Synergistic Improvement of Structural Ordering and Interface Binding of Hole Transport Monolayer for Efficient Inverted Perovskite Solar Cells

The widespread application of self-assembled monolayer (SAM) hole transport materials has driven rapid advancements in the performance of inverted perovskite solar cells (PSCs). However, the difficulty of achieving a highly ordered SAM for hole transport and the weak binding strength between SAM and the perovskite layer not only leads to defective bottom interface but also reduces the compatibility with the large-area device fabrication. In this work, a co-assembled molecule functionalized with a diamide terminal group is demonstrated that is able to form supramolecular interaction with popular carbazole-based SAMs for regulating their structural ordering, and to improve the chemical bonding with perovskite Pb-I frameworks synergistically, which enables efficient and long-term stable inverted PSCs.

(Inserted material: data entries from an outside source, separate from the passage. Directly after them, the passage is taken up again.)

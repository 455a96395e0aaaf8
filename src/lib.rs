//! Regional epidemic statistics over time.
//!
//! Loads a daily per-region CSV feed (confirmed, discharged, deceased and
//! suspected counts), selects one day, keys that day's rows by region and
//! derives what a choropleth needs: per-region values, whole-slice totals
//! and per-metric color scales.

pub mod aggregate;
pub mod config;
pub mod loader;
pub mod output;
pub mod region;
pub mod report;
pub mod resolve;
pub mod scale;
pub mod session;
pub mod state;
pub mod types;
pub mod util;

pub use aggregate::{slice_and_group_by_region, DateSlice, SliceOutcome};
pub use loader::{load, Dataset, DatasetSource, LoadError};
pub use region::{normalize_region_name, Province, RegionError, RegionKey};
pub use resolve::{resolve, Resolved};
pub use scale::{build_scale, ColorScale, Rgb, ScaleLevel};
pub use session::{Dashboard, LoadSequencer};
pub use state::ViewState;
pub use types::{MetricFilter, RegionObservation, RegionTotals};
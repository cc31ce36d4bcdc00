//! Default configuration constants for podcastgen.
//!
//! Shared between the configuration types and the stages that fall back
//! to them when a value is missing.

/// Sample rate of the rendered podcast in Hz.
///
/// Matches the native output rate of Kokoro voices, so the common case
/// needs no resampling.
pub const SAMPLE_RATE: u32 = 24000;

/// Number of topics extracted from the document.
pub const NUM_TOPICS: usize = 5;

/// Number of dialogue turns generated per topic.
pub const NUM_TURNS: usize = 6;

/// Characters of the document passed to the model as context.
pub const DOCUMENT_EXCERPT_CHARS: usize = 4000;

/// Maximum characters per text-to-speech request.
pub const CHUNK_SIZE: usize = 200;

/// Silence inserted between chunks of one segment.
pub const CHUNK_PAUSE_MS: u32 = 300;

/// Trailing silence after a topic announcement.
pub const PAUSE_AFTER_TOPIC_LABEL_MS: u32 = 1500;

/// Trailing silence after a dialogue turn.
pub const PAUSE_AFTER_TURN_MS: u32 = 700;

/// Trailing silence after the intro.
pub const PAUSE_AFTER_INTRO_MS: u32 = 1000;

/// Background crossfade length at phase boundaries.
pub const CROSSFADE_MS: u32 = 1000;

/// Fade-in / fade-out applied to the rendered mix.
pub const FADE_MS: u32 = 500;

/// Background level during the intro, in dB.
pub const BG_INTRO_VOLUME_DB: f32 = -12.0;

/// Background level under the dialogue, in dB.
pub const BG_CONTENT_VOLUME_DB: f32 = -20.0;

/// Background level during the outro, in dB.
pub const BG_OUTRO_VOLUME_DB: f32 = -12.0;

/// Default TTS language code (British English).
pub const DEFAULT_LANG: &str = "b";

/// Language the content stages write in.
pub const SOURCE_LANG: &str = "a";

/// Default model for every generation role.
pub const DEFAULT_MODEL: &str = "ollama/llama3.1:8b";

/// Default Ollama server.
pub const OLLAMA_BASE_URL: &str = "http://localhost:11434";

/// Default OpenAI-compatible TTS server (Kokoro-FastAPI).
pub const TTS_BASE_URL: &str = "http://localhost:8880/v1";

/// Per-request timeout for provider calls, in seconds.
pub const REQUEST_TIMEOUT_SECS: u64 = 120;

/// Retries after a failed provider call before giving up.
pub const MAX_RETRIES: u32 = 3;

/// Topic chains processed concurrently.
pub const WORKERS: usize = 2;

/// Default configuration file name looked up in the working directory.
pub const CONFIG_FILE_NAME: &str = "podcastgen.toml";
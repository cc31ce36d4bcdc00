use crate::content::language;
use crate::content::prompts;
use crate::content::text::clean_translation;
use crate::content::types::{PodcastScript, TopicScript, Turn};
use crate::error::{PodcastError, Result};
use crate::llm::{GenerationClient, GenerationRole};
use std::sync::Arc;

/// Rewrites spoken text into the target language.
///
/// Whether translation runs at all is decided by the caller, once per run;
/// see [`language::needs_translation`].
pub struct Translator {
    client: Arc<dyn GenerationClient>,
    target_lang: String,
    language_name: &'static str,
}

impl Translator {
    pub fn new(client: Arc<dyn GenerationClient>, target_lang: &str) -> Result<Self> {
        let language_name = language::language_name(target_lang).ok_or_else(|| {
            PodcastError::configuration(
                "audio.lang",
                format!("unknown language code '{target_lang}'"),
            )
        })?;
        Ok(Self {
            client,
            target_lang: target_lang.to_string(),
            language_name,
        })
    }

    pub fn target_lang(&self) -> &str {
        &self.target_lang
    }

    /// Translate free text. Blank text is returned unchanged without a call.
    pub async fn translate_text(&self, text: &str, context: &str) -> Result<String> {
        if text.trim().is_empty() {
            return Ok(text.to_string());
        }
        let raw = self
            .client
            .generate(
                &prompts::translation(text, self.language_name),
                GenerationRole::Translator,
            )
            .await
            .map_err(|e| match e {
                PodcastError::GenerationFailure { message, .. } => {
                    PodcastError::generation(format!("translating {context}"), message)
                }
                other => other,
            })?;
        let cleaned = clean_translation(&raw);
        if cleaned.is_empty() {
            return Err(PodcastError::generation(
                format!("translating {context}"),
                "translator returned no text",
            ));
        }
        Ok(cleaned)
    }

    /// Same turn with only its content translated.
    pub async fn translate_turn(&self, turn: &Turn) -> Result<Turn> {
        let context = format!("topic {} turn {}", turn.topic_id + 1, turn.turn_index);
        Ok(Turn {
            content: self.translate_text(&turn.content, &context).await?,
            ..turn.clone()
        })
    }

    /// Translate a topic's spoken title and all of its turns.
    ///
    /// The underlying `Topic` is left as extracted.
    #[tracing::instrument(skip_all, fields(topic_id = script.topic.id, lang = %self.target_lang))]
    pub async fn translate_topic(&self, mut script: TopicScript) -> Result<TopicScript> {
        let context = format!("title of topic {}", script.topic.id + 1);
        script.title = self.translate_text(&script.title, &context).await?;
        for turn in &mut script.turns {
            *turn = self.translate_turn(turn).await?;
        }
        Ok(script)
    }

    /// Translate intro and outro of a script in place.
    pub async fn translate_narration(&self, script: &mut PodcastScript) -> Result<()> {
        script.intro = self.translate_text(&script.intro, "intro").await?;
        script.outro = self.translate_text(&script.outro, "outro").await?;
        Ok(())
    }
}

As a result, the target co-assembled SAM contributes to a champion small-area device with a power conversion efficiency (PCE) of 25.3% (certified 25.0%), and demonstrates good compatibility with large-area fabrication by achieving highly reproducible performances in 1.02 cm² devices. The encapsulated devices exhibit good stability with 92.8% and 91.2% of initial PCE after 1500 hours of aging under 85 °C and maximum power point (MPP) tracking at 65 °C for 1500 hours, respectively.